### Requirement
In the entries that follow, the first line to write out is the one containing "let right = mapper.geometry(100);", and the last is the one containing "let geo = mapper.geometry(250);". Reproduce that stretch exactly, with nothing before or after it.

### Data for this exercise
######
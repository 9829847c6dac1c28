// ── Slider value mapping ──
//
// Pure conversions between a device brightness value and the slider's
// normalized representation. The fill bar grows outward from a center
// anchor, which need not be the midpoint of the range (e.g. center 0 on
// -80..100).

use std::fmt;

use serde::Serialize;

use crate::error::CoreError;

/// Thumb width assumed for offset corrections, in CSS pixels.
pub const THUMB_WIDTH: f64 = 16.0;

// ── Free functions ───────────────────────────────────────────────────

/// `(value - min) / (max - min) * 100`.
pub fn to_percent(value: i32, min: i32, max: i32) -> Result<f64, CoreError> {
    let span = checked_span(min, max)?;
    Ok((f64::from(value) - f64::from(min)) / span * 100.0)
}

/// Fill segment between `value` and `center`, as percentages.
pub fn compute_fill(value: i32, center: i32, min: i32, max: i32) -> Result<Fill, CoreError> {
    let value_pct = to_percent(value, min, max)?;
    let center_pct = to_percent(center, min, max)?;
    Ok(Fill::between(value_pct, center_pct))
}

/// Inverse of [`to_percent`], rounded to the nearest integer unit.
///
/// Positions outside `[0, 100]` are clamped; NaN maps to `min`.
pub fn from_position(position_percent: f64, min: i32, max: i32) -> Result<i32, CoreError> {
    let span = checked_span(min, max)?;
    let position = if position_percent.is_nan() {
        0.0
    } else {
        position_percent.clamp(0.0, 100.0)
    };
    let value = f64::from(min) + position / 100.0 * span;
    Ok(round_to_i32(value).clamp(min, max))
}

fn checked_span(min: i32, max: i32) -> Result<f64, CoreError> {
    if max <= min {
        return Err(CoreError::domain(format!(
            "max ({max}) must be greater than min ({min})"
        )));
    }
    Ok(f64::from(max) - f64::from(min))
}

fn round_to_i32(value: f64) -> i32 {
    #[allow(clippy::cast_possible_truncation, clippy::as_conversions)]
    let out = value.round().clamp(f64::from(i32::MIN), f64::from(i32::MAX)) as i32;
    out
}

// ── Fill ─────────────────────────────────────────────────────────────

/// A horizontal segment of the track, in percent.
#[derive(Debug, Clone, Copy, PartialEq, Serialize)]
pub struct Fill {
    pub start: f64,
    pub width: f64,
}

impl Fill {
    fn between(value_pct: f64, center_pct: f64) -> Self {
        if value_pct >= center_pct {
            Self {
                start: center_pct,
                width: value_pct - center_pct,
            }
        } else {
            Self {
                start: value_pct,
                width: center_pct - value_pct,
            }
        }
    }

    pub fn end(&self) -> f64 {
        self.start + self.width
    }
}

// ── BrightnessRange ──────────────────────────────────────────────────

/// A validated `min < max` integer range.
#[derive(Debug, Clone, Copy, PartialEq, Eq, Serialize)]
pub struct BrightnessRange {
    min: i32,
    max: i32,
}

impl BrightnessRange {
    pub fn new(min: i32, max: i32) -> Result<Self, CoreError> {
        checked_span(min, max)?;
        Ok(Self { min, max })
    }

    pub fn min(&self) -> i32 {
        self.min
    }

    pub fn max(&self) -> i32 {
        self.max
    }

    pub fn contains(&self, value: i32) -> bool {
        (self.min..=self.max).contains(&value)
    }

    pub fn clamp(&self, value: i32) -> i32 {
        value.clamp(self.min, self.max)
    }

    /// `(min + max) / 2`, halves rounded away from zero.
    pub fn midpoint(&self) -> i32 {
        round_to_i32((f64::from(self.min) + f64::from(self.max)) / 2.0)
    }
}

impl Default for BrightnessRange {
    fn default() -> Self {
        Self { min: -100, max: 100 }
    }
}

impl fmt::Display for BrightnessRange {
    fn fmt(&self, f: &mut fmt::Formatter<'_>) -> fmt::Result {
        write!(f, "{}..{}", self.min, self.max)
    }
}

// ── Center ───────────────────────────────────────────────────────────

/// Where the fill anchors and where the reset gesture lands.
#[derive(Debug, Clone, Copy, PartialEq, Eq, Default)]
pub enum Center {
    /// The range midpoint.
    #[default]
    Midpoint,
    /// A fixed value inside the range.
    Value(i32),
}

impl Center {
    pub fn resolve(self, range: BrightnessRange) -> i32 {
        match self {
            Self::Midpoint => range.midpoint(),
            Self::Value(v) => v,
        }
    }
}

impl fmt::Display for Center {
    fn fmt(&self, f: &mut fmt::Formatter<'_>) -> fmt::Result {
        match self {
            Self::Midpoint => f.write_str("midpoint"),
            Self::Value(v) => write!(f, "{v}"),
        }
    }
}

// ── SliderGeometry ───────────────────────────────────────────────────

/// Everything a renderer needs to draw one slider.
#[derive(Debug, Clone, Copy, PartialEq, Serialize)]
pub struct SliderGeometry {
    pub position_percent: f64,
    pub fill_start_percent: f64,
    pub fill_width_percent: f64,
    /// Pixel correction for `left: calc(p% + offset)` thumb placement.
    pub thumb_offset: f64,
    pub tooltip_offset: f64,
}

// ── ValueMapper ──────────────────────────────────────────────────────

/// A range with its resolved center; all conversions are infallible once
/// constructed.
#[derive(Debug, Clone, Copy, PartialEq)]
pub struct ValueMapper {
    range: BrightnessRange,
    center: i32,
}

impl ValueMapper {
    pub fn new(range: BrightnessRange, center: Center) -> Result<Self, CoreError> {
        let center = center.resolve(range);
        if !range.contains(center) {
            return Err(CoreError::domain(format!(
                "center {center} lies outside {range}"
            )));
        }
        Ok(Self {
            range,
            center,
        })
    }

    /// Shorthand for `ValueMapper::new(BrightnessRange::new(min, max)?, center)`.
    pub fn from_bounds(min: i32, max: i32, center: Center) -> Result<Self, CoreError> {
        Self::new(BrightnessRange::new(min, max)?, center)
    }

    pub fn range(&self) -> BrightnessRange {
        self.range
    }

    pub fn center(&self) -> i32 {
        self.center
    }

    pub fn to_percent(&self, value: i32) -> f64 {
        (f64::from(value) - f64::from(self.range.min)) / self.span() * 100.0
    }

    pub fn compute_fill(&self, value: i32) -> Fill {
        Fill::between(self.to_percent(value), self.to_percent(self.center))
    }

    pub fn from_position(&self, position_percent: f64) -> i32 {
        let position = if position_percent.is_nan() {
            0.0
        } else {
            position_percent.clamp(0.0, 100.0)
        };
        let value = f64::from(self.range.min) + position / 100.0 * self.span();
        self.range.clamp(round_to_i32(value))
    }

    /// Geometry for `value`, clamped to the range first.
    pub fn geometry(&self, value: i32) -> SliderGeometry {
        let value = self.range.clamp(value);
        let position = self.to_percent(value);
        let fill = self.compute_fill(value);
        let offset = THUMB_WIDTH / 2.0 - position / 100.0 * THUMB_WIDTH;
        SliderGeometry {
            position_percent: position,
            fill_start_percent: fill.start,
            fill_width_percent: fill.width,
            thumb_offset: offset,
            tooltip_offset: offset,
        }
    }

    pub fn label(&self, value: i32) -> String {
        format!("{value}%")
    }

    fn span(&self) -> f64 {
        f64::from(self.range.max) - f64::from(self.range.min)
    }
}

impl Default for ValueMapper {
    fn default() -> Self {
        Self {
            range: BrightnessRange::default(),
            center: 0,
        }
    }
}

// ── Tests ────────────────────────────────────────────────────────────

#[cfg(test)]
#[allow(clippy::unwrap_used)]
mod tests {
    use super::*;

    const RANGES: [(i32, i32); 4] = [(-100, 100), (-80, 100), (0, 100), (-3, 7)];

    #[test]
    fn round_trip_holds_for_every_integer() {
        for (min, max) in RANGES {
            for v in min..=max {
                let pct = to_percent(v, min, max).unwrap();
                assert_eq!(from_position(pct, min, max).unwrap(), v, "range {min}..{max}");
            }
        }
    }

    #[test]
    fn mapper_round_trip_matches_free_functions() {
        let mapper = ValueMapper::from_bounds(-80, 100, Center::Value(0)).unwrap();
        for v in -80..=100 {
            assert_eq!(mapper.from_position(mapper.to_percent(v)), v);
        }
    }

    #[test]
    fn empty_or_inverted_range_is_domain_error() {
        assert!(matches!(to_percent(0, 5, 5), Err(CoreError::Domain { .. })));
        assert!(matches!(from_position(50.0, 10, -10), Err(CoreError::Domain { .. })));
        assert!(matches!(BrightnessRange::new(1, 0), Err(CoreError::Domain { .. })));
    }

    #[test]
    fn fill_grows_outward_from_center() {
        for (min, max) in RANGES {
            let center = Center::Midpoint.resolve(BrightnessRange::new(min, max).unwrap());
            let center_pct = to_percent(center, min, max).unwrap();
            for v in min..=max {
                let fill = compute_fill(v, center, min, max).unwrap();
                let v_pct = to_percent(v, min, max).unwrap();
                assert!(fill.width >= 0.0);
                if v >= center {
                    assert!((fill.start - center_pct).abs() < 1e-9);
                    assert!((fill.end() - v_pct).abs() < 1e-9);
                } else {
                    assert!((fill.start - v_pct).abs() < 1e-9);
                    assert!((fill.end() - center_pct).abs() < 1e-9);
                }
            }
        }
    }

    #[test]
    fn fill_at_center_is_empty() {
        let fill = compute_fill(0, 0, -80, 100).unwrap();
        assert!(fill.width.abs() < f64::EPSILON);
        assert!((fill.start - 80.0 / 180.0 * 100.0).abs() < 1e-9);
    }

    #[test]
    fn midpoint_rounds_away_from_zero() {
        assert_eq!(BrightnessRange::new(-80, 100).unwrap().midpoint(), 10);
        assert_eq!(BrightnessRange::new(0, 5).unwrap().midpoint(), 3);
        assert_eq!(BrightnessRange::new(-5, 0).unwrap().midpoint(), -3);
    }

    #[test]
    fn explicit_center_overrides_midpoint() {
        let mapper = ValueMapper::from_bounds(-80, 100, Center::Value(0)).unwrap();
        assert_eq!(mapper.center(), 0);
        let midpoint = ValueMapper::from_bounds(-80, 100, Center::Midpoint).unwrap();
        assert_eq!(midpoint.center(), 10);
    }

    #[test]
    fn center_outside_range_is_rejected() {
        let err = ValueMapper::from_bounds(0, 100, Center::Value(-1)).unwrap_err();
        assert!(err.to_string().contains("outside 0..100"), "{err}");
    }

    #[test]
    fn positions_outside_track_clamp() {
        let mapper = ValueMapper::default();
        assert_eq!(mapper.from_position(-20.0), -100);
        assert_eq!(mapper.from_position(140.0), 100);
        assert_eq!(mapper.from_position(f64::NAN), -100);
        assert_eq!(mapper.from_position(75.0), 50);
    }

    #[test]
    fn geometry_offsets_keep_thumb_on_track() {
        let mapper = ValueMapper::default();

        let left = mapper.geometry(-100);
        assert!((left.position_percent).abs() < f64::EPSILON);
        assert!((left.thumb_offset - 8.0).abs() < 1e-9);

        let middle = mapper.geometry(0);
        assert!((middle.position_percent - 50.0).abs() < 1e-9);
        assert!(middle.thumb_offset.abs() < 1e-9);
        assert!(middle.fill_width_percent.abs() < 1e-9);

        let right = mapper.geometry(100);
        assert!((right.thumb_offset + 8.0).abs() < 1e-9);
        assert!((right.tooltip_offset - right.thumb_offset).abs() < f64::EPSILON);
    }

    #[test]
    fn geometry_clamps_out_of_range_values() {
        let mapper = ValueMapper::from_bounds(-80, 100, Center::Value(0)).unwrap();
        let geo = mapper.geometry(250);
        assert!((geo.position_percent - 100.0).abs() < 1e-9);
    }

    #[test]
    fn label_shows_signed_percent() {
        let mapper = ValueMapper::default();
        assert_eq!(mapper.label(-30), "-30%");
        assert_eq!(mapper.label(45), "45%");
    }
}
######
### Finished task
        let right = mapper.geometry(100);
        assert!((right.thumb_offset + 8.0).abs() < 1e-9);
        assert!((right.tooltip_offset - right.thumb_offset).abs() < f64::EPSILON);
    }

    #[test]
    fn geometry_clamps_out_of_range_values() {
        let mapper = ValueMapper::from_bounds(-80, 100, Center::Value(0)).unwrap();
        let geo = mapper.geometry(250);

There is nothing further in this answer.